> _Stored records_:
------------------------------------------------------------------------
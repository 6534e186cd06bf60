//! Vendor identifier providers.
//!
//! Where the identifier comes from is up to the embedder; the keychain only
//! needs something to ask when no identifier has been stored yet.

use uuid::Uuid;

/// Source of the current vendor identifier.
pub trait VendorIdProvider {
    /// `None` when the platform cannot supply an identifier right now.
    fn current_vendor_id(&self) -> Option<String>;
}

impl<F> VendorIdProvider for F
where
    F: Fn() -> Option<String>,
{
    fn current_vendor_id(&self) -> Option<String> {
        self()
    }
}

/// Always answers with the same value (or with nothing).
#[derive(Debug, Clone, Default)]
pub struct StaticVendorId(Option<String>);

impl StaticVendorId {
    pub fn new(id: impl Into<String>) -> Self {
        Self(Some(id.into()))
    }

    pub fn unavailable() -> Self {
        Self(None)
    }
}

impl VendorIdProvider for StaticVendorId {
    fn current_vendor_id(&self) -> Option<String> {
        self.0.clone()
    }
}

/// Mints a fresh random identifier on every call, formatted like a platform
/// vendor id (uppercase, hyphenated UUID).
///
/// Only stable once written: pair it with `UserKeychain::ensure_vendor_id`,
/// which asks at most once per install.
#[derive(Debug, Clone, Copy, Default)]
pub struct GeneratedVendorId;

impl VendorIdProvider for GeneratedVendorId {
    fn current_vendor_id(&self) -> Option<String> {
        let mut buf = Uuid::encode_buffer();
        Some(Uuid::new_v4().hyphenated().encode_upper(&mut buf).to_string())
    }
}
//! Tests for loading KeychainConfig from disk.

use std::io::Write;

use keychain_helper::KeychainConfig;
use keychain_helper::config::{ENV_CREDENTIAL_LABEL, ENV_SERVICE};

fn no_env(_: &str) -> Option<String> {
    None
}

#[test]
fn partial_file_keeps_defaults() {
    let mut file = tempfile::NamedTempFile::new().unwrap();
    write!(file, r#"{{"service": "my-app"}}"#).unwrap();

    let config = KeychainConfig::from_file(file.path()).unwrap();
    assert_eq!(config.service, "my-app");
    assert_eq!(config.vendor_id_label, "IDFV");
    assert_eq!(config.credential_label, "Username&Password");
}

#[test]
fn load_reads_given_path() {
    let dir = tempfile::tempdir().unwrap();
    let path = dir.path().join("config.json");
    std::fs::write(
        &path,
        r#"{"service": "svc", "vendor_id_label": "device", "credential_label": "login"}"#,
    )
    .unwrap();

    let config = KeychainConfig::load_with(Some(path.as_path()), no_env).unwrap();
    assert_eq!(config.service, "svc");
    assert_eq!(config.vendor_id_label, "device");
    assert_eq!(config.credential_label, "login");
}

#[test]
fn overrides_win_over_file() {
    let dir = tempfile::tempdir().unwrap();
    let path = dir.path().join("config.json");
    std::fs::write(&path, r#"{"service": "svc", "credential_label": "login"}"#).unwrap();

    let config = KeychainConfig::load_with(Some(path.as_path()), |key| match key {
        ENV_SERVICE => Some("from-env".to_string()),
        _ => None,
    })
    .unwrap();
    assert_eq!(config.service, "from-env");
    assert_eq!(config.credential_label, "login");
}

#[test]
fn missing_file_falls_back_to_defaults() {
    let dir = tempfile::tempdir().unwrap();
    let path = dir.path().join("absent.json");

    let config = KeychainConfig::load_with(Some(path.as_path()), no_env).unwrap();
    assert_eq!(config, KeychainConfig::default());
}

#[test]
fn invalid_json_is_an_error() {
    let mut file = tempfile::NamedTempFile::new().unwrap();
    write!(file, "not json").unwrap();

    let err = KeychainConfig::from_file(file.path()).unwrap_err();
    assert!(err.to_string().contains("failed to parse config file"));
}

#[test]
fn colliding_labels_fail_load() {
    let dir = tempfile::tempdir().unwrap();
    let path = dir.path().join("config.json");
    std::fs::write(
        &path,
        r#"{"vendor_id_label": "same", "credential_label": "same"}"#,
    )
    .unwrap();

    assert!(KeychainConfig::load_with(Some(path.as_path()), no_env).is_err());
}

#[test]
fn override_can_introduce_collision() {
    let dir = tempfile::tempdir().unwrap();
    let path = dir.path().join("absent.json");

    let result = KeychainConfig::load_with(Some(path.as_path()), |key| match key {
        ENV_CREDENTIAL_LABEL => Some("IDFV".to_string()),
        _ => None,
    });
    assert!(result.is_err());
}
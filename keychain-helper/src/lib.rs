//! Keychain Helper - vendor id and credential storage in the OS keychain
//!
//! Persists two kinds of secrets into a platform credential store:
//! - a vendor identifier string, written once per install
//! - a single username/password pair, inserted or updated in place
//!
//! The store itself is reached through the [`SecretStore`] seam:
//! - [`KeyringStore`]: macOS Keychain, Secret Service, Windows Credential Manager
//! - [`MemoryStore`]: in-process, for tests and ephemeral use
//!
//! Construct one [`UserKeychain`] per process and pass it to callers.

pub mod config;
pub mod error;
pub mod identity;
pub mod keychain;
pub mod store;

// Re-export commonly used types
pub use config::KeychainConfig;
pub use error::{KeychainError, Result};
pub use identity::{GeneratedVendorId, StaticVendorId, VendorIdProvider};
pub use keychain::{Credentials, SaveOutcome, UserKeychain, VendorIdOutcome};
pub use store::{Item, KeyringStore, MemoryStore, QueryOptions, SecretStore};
------------------------------------------------------------------------
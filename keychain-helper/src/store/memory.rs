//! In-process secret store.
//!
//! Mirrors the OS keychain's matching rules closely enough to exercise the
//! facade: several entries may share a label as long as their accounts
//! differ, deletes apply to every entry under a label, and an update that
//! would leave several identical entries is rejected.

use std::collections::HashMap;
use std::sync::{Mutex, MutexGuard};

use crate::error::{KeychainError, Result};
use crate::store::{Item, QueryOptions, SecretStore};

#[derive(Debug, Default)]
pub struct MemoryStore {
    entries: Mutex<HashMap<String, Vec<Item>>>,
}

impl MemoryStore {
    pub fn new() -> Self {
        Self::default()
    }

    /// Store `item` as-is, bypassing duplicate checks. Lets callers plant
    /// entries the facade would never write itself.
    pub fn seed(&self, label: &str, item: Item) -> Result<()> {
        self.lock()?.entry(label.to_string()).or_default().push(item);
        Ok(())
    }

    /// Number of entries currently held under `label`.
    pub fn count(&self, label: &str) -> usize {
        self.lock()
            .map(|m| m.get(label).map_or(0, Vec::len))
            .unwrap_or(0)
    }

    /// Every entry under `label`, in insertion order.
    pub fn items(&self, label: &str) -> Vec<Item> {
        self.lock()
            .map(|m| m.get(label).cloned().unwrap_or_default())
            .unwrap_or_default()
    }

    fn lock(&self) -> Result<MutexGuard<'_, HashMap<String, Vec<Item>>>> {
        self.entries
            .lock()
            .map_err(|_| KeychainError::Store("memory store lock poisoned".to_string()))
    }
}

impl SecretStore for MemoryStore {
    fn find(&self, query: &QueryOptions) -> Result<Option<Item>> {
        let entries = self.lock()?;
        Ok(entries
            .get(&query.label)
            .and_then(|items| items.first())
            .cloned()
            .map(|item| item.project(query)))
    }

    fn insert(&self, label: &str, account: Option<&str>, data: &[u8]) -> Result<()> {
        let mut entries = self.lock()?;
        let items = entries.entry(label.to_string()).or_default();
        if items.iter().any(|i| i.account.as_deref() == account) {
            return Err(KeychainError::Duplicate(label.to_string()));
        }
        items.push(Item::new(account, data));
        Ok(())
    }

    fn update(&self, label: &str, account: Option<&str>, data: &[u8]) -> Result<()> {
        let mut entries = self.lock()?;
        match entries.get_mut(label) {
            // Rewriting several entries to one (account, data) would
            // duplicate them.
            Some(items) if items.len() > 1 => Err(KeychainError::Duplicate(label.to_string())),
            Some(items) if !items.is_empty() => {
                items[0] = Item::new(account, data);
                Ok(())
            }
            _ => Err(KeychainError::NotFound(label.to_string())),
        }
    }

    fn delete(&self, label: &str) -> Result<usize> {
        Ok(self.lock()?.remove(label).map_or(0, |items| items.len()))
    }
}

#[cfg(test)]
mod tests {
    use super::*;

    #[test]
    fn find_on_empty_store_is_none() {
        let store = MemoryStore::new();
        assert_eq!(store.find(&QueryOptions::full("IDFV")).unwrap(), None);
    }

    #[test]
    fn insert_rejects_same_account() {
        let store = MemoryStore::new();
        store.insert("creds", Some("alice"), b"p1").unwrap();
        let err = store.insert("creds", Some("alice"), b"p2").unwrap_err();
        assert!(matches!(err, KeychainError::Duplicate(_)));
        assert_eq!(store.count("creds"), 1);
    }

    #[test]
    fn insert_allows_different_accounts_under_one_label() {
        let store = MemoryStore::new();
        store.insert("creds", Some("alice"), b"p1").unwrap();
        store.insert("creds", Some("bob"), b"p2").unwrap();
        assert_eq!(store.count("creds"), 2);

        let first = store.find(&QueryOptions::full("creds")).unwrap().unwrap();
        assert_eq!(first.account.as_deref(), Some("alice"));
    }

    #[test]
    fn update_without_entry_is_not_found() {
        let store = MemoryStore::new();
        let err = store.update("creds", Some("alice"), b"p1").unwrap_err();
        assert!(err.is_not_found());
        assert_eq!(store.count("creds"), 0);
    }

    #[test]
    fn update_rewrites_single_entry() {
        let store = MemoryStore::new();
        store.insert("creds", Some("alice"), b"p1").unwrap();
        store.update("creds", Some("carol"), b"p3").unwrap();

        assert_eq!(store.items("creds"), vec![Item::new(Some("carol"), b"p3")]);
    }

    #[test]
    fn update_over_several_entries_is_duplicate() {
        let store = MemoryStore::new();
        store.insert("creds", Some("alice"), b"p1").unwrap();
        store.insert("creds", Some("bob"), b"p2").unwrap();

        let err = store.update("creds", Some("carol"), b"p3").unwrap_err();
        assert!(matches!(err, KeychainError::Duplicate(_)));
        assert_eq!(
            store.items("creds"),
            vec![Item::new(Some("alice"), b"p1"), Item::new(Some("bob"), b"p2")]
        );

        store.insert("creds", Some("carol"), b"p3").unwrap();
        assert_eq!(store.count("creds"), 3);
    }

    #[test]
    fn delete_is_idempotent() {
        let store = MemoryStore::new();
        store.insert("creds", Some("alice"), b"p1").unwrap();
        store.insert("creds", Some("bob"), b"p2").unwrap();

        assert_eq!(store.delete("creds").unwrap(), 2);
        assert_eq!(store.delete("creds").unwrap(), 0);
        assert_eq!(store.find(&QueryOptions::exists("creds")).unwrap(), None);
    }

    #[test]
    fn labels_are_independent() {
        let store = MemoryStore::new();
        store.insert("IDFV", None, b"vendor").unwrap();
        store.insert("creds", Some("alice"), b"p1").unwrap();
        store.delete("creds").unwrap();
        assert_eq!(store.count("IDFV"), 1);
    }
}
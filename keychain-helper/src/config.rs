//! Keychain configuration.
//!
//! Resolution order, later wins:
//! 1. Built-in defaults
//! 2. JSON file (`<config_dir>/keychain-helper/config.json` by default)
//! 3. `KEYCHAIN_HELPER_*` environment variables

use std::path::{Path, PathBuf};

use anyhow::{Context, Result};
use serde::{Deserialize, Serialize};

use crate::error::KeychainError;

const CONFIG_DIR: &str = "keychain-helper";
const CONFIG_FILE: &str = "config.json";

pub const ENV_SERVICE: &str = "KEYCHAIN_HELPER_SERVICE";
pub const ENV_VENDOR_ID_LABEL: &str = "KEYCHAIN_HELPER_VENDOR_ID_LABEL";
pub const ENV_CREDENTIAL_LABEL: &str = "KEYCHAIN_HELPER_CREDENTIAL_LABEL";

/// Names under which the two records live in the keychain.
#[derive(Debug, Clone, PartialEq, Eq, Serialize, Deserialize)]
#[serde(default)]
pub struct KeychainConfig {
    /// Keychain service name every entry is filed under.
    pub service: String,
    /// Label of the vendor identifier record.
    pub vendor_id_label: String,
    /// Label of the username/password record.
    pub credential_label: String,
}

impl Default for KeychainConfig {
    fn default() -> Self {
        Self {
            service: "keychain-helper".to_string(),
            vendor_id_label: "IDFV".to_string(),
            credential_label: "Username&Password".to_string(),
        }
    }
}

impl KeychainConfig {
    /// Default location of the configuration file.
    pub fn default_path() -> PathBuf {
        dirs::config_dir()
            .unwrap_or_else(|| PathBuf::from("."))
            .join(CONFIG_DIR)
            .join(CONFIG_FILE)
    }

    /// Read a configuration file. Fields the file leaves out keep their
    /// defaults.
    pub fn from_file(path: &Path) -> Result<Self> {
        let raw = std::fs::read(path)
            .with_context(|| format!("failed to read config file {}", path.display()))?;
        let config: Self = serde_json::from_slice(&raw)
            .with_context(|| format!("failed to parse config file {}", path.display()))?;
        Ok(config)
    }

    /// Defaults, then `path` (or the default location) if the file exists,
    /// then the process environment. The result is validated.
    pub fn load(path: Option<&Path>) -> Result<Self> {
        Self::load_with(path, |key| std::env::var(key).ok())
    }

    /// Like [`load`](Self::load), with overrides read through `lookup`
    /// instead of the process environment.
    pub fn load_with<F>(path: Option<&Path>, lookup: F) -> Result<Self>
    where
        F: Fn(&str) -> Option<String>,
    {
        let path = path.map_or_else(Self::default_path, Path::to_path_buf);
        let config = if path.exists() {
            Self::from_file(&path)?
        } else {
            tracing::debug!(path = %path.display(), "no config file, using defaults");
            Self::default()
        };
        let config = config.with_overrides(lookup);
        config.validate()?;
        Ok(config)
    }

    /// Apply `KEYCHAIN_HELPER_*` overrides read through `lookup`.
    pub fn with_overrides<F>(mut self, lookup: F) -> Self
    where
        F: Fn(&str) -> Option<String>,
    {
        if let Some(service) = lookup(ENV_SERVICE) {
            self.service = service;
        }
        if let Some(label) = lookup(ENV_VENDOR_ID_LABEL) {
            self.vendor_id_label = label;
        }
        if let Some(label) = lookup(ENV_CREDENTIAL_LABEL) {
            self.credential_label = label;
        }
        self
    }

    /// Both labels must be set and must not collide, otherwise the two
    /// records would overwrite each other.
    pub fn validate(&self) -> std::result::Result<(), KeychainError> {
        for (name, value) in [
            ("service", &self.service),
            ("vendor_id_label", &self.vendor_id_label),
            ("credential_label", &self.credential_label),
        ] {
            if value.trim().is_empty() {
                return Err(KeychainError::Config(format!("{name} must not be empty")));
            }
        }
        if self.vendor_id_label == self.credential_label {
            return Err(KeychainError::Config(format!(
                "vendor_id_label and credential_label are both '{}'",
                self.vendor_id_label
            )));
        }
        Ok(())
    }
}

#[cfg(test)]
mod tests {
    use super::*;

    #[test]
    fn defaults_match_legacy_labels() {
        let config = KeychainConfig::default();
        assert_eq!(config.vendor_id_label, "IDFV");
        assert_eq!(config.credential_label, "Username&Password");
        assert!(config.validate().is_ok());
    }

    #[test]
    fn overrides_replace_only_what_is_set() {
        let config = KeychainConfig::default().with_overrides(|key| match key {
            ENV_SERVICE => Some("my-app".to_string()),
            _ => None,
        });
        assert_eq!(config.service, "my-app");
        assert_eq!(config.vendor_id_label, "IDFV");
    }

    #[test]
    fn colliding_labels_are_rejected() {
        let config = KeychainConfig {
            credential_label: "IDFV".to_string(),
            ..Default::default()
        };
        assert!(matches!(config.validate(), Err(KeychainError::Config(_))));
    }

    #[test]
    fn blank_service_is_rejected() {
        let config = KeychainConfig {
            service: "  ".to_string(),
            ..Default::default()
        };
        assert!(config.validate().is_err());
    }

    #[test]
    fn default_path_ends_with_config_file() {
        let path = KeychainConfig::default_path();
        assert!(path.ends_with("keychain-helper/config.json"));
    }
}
------------------------------------------------------------------------
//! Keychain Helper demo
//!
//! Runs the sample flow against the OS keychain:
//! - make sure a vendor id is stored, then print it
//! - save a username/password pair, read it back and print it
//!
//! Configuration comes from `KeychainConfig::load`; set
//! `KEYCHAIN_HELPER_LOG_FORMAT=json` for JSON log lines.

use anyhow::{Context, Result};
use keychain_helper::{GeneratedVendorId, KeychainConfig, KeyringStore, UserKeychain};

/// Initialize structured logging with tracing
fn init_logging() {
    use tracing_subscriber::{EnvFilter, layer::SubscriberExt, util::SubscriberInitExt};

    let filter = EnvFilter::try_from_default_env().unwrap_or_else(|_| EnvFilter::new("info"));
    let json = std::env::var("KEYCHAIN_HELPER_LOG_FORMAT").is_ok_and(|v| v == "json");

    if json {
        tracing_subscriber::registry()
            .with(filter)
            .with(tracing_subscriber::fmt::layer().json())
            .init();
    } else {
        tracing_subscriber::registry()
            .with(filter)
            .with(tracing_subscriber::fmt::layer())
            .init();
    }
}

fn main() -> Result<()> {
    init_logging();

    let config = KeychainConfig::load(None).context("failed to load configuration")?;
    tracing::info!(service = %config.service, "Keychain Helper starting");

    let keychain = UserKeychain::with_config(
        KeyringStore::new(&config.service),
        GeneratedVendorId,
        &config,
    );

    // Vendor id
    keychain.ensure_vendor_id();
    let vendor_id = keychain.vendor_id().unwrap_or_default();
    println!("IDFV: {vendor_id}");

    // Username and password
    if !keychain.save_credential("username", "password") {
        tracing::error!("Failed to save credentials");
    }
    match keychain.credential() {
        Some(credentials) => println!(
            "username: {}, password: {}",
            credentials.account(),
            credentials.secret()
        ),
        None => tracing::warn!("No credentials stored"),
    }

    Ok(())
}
------------------------------------------------------------------------
> _EXERCISE PROMPT_:
Lines of the data that include the string "exists" are to be counted; report the total by itself.

> _TASK RESULT_:
3